Only certain lines below are wanted: those starting at the line containing "let mut received = Vec::new();" and ending at the line containing "let received = server.await.unwrap();", both included, each retyped exactly.

+++ Source data +++

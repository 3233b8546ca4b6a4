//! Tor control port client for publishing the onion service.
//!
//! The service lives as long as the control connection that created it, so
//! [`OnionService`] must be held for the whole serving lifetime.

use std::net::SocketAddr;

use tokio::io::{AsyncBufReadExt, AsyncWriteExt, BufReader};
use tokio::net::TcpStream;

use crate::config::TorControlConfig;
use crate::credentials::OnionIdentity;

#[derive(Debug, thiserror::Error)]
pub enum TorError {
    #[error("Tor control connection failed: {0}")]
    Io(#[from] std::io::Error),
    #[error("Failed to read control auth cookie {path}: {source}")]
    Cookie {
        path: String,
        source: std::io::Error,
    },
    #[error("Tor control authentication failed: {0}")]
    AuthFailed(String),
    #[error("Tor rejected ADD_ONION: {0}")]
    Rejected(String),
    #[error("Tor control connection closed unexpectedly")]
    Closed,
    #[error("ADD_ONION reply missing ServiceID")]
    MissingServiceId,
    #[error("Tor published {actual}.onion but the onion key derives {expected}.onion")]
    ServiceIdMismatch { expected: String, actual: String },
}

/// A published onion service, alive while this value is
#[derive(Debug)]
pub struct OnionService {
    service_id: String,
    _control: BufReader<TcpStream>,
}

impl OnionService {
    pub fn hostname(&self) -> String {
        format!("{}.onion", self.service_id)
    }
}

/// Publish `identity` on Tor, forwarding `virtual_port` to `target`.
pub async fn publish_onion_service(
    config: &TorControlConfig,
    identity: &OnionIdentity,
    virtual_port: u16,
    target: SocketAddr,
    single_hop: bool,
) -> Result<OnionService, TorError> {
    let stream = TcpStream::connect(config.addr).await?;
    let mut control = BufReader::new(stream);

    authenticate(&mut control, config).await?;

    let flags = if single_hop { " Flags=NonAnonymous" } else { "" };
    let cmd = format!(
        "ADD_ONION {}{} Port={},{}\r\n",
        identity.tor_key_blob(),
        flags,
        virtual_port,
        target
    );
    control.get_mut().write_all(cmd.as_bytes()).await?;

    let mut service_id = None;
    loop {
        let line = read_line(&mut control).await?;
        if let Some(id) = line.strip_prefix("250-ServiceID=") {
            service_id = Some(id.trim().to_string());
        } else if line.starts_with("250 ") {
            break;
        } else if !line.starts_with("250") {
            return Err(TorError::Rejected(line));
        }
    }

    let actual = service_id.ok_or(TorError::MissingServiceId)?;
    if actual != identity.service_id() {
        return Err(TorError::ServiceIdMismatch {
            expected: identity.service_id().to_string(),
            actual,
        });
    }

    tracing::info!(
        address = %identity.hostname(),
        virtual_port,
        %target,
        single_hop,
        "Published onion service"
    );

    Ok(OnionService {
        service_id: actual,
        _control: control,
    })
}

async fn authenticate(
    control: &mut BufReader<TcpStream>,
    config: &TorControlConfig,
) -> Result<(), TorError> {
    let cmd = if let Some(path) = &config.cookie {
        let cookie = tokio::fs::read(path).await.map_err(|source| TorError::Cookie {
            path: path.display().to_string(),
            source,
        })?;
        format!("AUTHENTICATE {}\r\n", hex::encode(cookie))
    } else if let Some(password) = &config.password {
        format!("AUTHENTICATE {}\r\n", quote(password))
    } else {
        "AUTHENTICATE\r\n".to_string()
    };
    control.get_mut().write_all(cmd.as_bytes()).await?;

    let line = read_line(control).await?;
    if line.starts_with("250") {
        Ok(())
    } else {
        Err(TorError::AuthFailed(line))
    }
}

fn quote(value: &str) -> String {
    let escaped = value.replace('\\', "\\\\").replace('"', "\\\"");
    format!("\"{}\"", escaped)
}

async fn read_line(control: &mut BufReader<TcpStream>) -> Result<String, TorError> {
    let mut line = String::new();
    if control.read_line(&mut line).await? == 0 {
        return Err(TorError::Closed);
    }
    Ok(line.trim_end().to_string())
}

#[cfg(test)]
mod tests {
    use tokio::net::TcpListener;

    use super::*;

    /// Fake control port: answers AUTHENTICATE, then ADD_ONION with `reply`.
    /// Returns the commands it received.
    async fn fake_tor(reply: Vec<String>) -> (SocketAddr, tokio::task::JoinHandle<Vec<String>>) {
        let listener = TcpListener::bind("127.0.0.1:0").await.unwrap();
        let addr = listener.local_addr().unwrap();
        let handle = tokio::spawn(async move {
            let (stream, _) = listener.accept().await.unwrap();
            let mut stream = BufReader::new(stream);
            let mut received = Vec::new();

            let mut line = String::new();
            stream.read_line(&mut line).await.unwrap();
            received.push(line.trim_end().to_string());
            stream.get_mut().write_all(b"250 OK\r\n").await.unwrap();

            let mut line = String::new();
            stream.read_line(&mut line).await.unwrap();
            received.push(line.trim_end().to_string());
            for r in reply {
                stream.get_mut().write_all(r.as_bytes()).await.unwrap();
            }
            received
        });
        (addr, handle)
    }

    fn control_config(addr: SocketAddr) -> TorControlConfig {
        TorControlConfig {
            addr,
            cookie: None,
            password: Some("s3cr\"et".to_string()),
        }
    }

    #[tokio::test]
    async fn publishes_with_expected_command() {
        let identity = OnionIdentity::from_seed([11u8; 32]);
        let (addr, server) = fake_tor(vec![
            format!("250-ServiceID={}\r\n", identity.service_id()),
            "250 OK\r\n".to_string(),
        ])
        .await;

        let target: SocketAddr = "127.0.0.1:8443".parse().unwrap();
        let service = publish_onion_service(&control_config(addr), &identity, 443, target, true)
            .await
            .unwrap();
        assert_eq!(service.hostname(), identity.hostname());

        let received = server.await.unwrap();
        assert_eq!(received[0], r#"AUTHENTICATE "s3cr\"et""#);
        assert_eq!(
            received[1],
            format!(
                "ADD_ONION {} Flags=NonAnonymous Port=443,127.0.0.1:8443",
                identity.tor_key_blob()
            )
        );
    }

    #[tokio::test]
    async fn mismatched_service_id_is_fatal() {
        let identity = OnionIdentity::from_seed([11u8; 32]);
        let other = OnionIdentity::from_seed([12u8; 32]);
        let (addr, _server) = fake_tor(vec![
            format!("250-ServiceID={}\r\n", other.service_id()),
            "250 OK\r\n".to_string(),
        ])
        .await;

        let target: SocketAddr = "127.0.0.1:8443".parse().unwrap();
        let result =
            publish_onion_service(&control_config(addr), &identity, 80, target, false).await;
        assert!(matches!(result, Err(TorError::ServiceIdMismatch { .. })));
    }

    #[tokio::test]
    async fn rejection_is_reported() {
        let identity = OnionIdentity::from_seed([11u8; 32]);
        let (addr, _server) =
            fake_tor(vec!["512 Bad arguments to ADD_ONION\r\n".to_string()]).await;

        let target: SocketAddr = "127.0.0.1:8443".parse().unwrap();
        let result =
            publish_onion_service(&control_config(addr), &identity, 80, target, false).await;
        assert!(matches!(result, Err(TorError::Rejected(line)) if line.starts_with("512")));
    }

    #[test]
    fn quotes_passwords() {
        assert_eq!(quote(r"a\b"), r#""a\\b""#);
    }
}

+++

### Reply to the task
            let mut received = Vec::new();

            let mut line = String::new();
            stream.read_line(&mut line).await.unwrap();
            received.push(line.trim_end().to_string());
            stream.get_mut().write_all(b"250 OK\r\n").await.unwrap();

            let mut line = String::new();
            stream.read_line(&mut line).await.unwrap();
            received.push(line.trim_end().to_string());
            for r in reply {
                stream.get_mut().write_all(r.as_bytes()).await.unwrap();
            }
            received
        });
        (addr, handle)
    }

    fn control_config(addr: SocketAddr) -> TorControlConfig {
        TorControlConfig {
            addr,
            cookie: None,
            password: Some("s3cr\"et".to_string()),
        }
    }

    #[tokio::test]
    async fn publishes_with_expected_command() {
        let identity = OnionIdentity::from_seed([11u8; 32]);
        let (addr, server) = fake_tor(vec![
            format!("250-ServiceID={}\r\n", identity.service_id()),
            "250 OK\r\n".to_string(),
        ])
        .await;

        let target: SocketAddr = "127.0.0.1:8443".parse().unwrap();
        let service = publish_onion_service(&control_config(addr), &identity, 443, target, true)
            .await
            .unwrap();
        assert_eq!(service.hostname(), identity.hostname());

        let received = server.await.unwrap();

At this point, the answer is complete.